- **EXERCISE BRIEF**: Using the data below, please return every line exactly as given.

- **EXTRACTED DATA**:
******
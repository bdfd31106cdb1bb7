//! Group partitioning
//!
//! Splits a validated command list into maximal runs of commands sharing one
//! planning group. Each run is planned and blended on its own and yields one
//! output trajectory.

use tracing::warn;

use seqblend_core::MotionCommand;

/// Maximal contiguous run of commands of one planning group
#[derive(Debug, Clone, PartialEq)]
pub struct GroupRun<'a> {
    /// Planning group shared by all commands
    pub group: &'a str,
    /// Commands of the run, in sequence order
    pub commands: &'a [MotionCommand],
    /// Whether the run starts the whole command list
    pub is_first: bool,
}

impl<'a> GroupRun<'a> {
    pub fn len(&self) -> usize {
        self.commands.len()
    }

    pub fn is_empty(&self) -> bool {
        self.commands.is_empty()
    }

    /// Blend radius each command actually blends into its successor with
    ///
    /// The last command of a run never blends (there is nothing in the same
    /// group to blend into), and end-effector groups are never blended.
    /// Non-zero requests that get dropped are logged.
    pub fn effective_blend_radii(&self, end_effector: bool) -> Vec<f64> {
        let last = self.commands.len().saturating_sub(1);
        self.commands
            .iter()
            .enumerate()
            .map(|(i, command)| {
                if command.blend_radius == 0.0 {
                    return 0.0;
                }
                if end_effector {
                    warn!(
                        index = command.sequence_index,
                        group = self.group,
                        radius = command.blend_radius,
                        "blending is not supported for end-effector groups, using radius 0"
                    );
                    return 0.0;
                }
                if i == last {
                    warn!(
                        index = command.sequence_index,
                        group = self.group,
                        radius = command.blend_radius,
                        "blending across a group change is not supported, using radius 0"
                    );
                    return 0.0;
                }
                command.blend_radius
            })
            .collect()
    }
}

/// Partition a command list into group runs
///
/// A run boundary is placed at every change of planning group. An empty list
/// yields no runs.
pub fn partition(commands: &[MotionCommand]) -> Vec<GroupRun<'_>> {
    let mut runs = Vec::new();
    let mut start = 0;

    for end in 1..=commands.len() {
        let boundary = end == commands.len()
            || commands[end].planning_group != commands[start].planning_group;
        if boundary {
            runs.push(GroupRun {
                group: &commands[start].planning_group,
                commands: &commands[start..end],
                is_first: start == 0,
            });
            start = end;
        }
    }

    runs
}
//! Sequence Blending Demonstration
//!
//! Plans the reference command lists on the gantry cell, with and without
//! blending, and prints a summary of each resulting trajectory.
//!
//! Usage: `cargo run --example blend_sequence [config.toml]`
//! Set `RUST_LOG=seqblend_planner=debug` to follow each run's planning and
//! blending steps.

use std::sync::Arc;

use tracing_subscriber::EnvFilter;

use seqblend_core::{MotionSequence, PlanningScene, Trajectory};
use seqblend_planner::scenarios::{complex_sequence, complex_sequence_with_gripper, gantry_cell};
use seqblend_planner::{CommandListManager, ReferencePlanner, SequenceConfig};

fn main() -> Result<(), Box<dyn std::error::Error>> {
    tracing_subscriber::fmt()
        .with_env_filter(EnvFilter::try_from_default_env().unwrap_or_else(|_| EnvFilter::new("info")))
        .init();

    let config = match std::env::args().nth(1) {
        Some(path) => SequenceConfig::from_toml_str(&std::fs::read_to_string(path)?)?,
        None => SequenceConfig::default(),
    };
    println!("=== Sequence Blending Demonstration ===\n");
    println!("Transition: {:?}", config.blend.transition);
    println!("Start state policy: {:?}", config.start_state_policy);

    let manager = CommandListManager::new(ReferencePlanner::new(config.planner.clone())?, config)?;
    let scene = PlanningScene::new(Arc::new(gantry_cell()));

    // === PTP / CIRC / LIN loop ===
    let blended = complex_sequence();
    let mut unblended = blended.clone();
    unblended.set_all_blend_radii_to_zero();

    println!("\n=== PTP -> CIRC -> LIN ===\n");
    let sharp = solve(&manager, &scene, &unblended)?;
    let smooth = solve(&manager, &scene, &blended)?;
    let saved = sharp[0].duration() - smooth[0].duration();
    println!("Blending saves {saved:.3} s ({:.1}%)", 100.0 * saved / sharp[0].duration());

    // === Gripper and arm interleaved ===
    println!("\n=== Pick sequence with gripper ===\n");
    solve(&manager, &scene, &complex_sequence_with_gripper())?;

    // === Repetition ===
    println!("\n=== Loop repeated 5 times ===\n");
    let mut repeated = blended.repeated(5);
    for pass in 0..4 {
        repeated.set_blend_radius(pass * blended.len() + blended.len() - 1, 0.1);
    }
    let looped = solve(&manager, &scene, &repeated)?;
    println!(
        "Single pass: {:.3} s, five passes: {:.3} s",
        smooth[0].duration(),
        looped[0].duration()
    );

    Ok(())
}

fn solve(
    manager: &CommandListManager<ReferencePlanner>,
    scene: &PlanningScene,
    sequence: &MotionSequence,
) -> Result<Vec<Trajectory>, Box<dyn std::error::Error>> {
    let trajectories = manager.solve(scene, sequence)?;
    for (i, trajectory) in trajectories.iter().enumerate() {
        let end = &trajectory.last().positions;
        println!(
            "Run {i} [{}]: {} waypoints, {:.3} s, ends at {:?}",
            trajectory.group(),
            trajectory.len(),
            trajectory.duration(),
            end.as_slice()
        );
    }
    Ok(trajectories)
}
******
- **RESULT OF THE EXERCISE**:
repository bdfd31106cdb1bb7
//! Group partitioning
//!
//! Splits a validated command list into maximal runs of commands sharing one
//! planning group. Each run is planned and blended on its own and yields one
//! output trajectory.

use tracing::warn;

use seqblend_core::MotionCommand;

/// Maximal contiguous run of commands of one planning group
#[derive(Debug, Clone, PartialEq)]
pub struct GroupRun<'a> {
    /// Planning group shared by all commands
    pub group: &'a str,
    /// Commands of the run, in sequence order
    pub commands: &'a [MotionCommand],
    /// Whether the run starts the whole command list
    pub is_first: bool,
}

impl<'a> GroupRun<'a> {
    pub fn len(&self) -> usize {
        self.commands.len()
    }

    pub fn is_empty(&self) -> bool {
        self.commands.is_empty()
    }

    /// Blend radius each command actually blends into its successor with
    ///
    /// The last command of a run never blends (there is nothing in the same
    /// group to blend into), and end-effector groups are never blended.
    /// Non-zero requests that get dropped are logged.
    pub fn effective_blend_radii(&self, end_effector: bool) -> Vec<f64> {
        let last = self.commands.len().saturating_sub(1);
        self.commands
            .iter()
            .enumerate()
            .map(|(i, command)| {
                if command.blend_radius == 0.0 {
                    return 0.0;
                }
                if end_effector {
                    warn!(
                        index = command.sequence_index,
                        group = self.group,
                        radius = command.blend_radius,
                        "blending is not supported for end-effector groups, using radius 0"
                    );
                    return 0.0;
                }
                if i == last {
                    warn!(
                        index = command.sequence_index,
                        group = self.group,
                        radius = command.blend_radius,
                        "blending across a group change is not supported, using radius 0"
                    );
                    return 0.0;
                }
                command.blend_radius
            })
            .collect()
    }
}

/// Partition a command list into group runs
///
/// A run boundary is placed at every change of planning group. An empty list
/// yields no runs.
pub fn partition(commands: &[MotionCommand]) -> Vec<GroupRun<'_>> {
    let mut runs = Vec::new();
    let mut start = 0;

    for end in 1..=commands.len() {
        let boundary = end == commands.len()
            || commands[end].planning_group != commands[start].planning_group;
        if boundary {
            runs.push(GroupRun {
                group: &commands[start].planning_group,
                commands: &commands[start..end],
                is_first: start == 0,
            });
            start = end;
        }
    }

    runs
}
//! Sequence Blending Demonstration
//!
//! Plans the reference command lists on the gantry cell, with and without
//! blending, and prints a summary of each resulting trajectory.
//!
//! Usage: `cargo run --example blend_sequence [config.toml]`
//! Set `RUST_LOG=seqblend_planner=debug` to follow each run's planning and
//! blending steps.

use std::sync::Arc;

use tracing_subscriber::EnvFilter;

use seqblend_core::{MotionSequence, PlanningScene, Trajectory};
use seqblend_planner::scenarios::{complex_sequence, complex_sequence_with_gripper, gantry_cell};
use seqblend_planner::{CommandListManager, ReferencePlanner, SequenceConfig};

fn main() -> Result<(), Box<dyn std::error::Error>> {
    tracing_subscriber::fmt()
        .with_env_filter(EnvFilter::try_from_default_env().unwrap_or_else(|_| EnvFilter::new("info")))
        .init();

    let config = match std::env::args().nth(1) {
        Some(path) => SequenceConfig::from_toml_str(&std::fs::read_to_string(path)?)?,
        None => SequenceConfig::default(),
    };
    println!("=== Sequence Blending Demonstration ===\n");
    println!("Transition: {:?}", config.blend.transition);
    println!("Start state policy: {:?}", config.start_state_policy);

    let manager = CommandListManager::new(ReferencePlanner::new(config.planner.clone())?, config)?;
    let scene = PlanningScene::new(Arc::new(gantry_cell()));

    // === PTP / CIRC / LIN loop ===
    let blended = complex_sequence();
    let mut unblended = blended.clone();
    unblended.set_all_blend_radii_to_zero();

    println!("\n=== PTP -> CIRC -> LIN ===\n");
    let sharp = solve(&manager, &scene, &unblended)?;
    let smooth = solve(&manager, &scene, &blended)?;
    let saved = sharp[0].duration() - smooth[0].duration();
    println!("Blending saves {saved:.3} s ({:.1}%)", 100.0 * saved / sharp[0].duration());

    // === Gripper and arm interleaved ===
    println!("\n=== Pick sequence with gripper ===\n");
    solve(&manager, &scene, &complex_sequence_with_gripper())?;

    // === Repetition ===
    println!("\n=== Loop repeated 5 times ===\n");
    let mut repeated = blended.repeated(5);
    for pass in 0..4 {
        repeated.set_blend_radius(pass * blended.len() + blended.len() - 1, 0.1);
    }
    let looped = solve(&manager, &scene, &repeated)?;
    println!(
        "Single pass: {:.3} s, five passes: {:.3} s",
        smooth[0].duration(),
        looped[0].duration()
    );

    Ok(())
}

fn solve(
    manager: &CommandListManager<ReferencePlanner>,
    scene: &PlanningScene,
    sequence: &MotionSequence,
) -> Result<Vec<Trajectory>, Box<dyn std::error::Error>> {
    let trajectories = manager.solve(scene, sequence)?;
    for (i, trajectory) in trajectories.iter().enumerate() {
        let end = &trajectory.last().positions;
        println!(
            "Run {i} [{}]: {} waypoints, {:.3} s, ends at {:?}",
            trajectory.group(),
            trajectory.len(),
            trajectory.duration(),
            end.as_slice()
        );
    }
    Ok(trajectories)
}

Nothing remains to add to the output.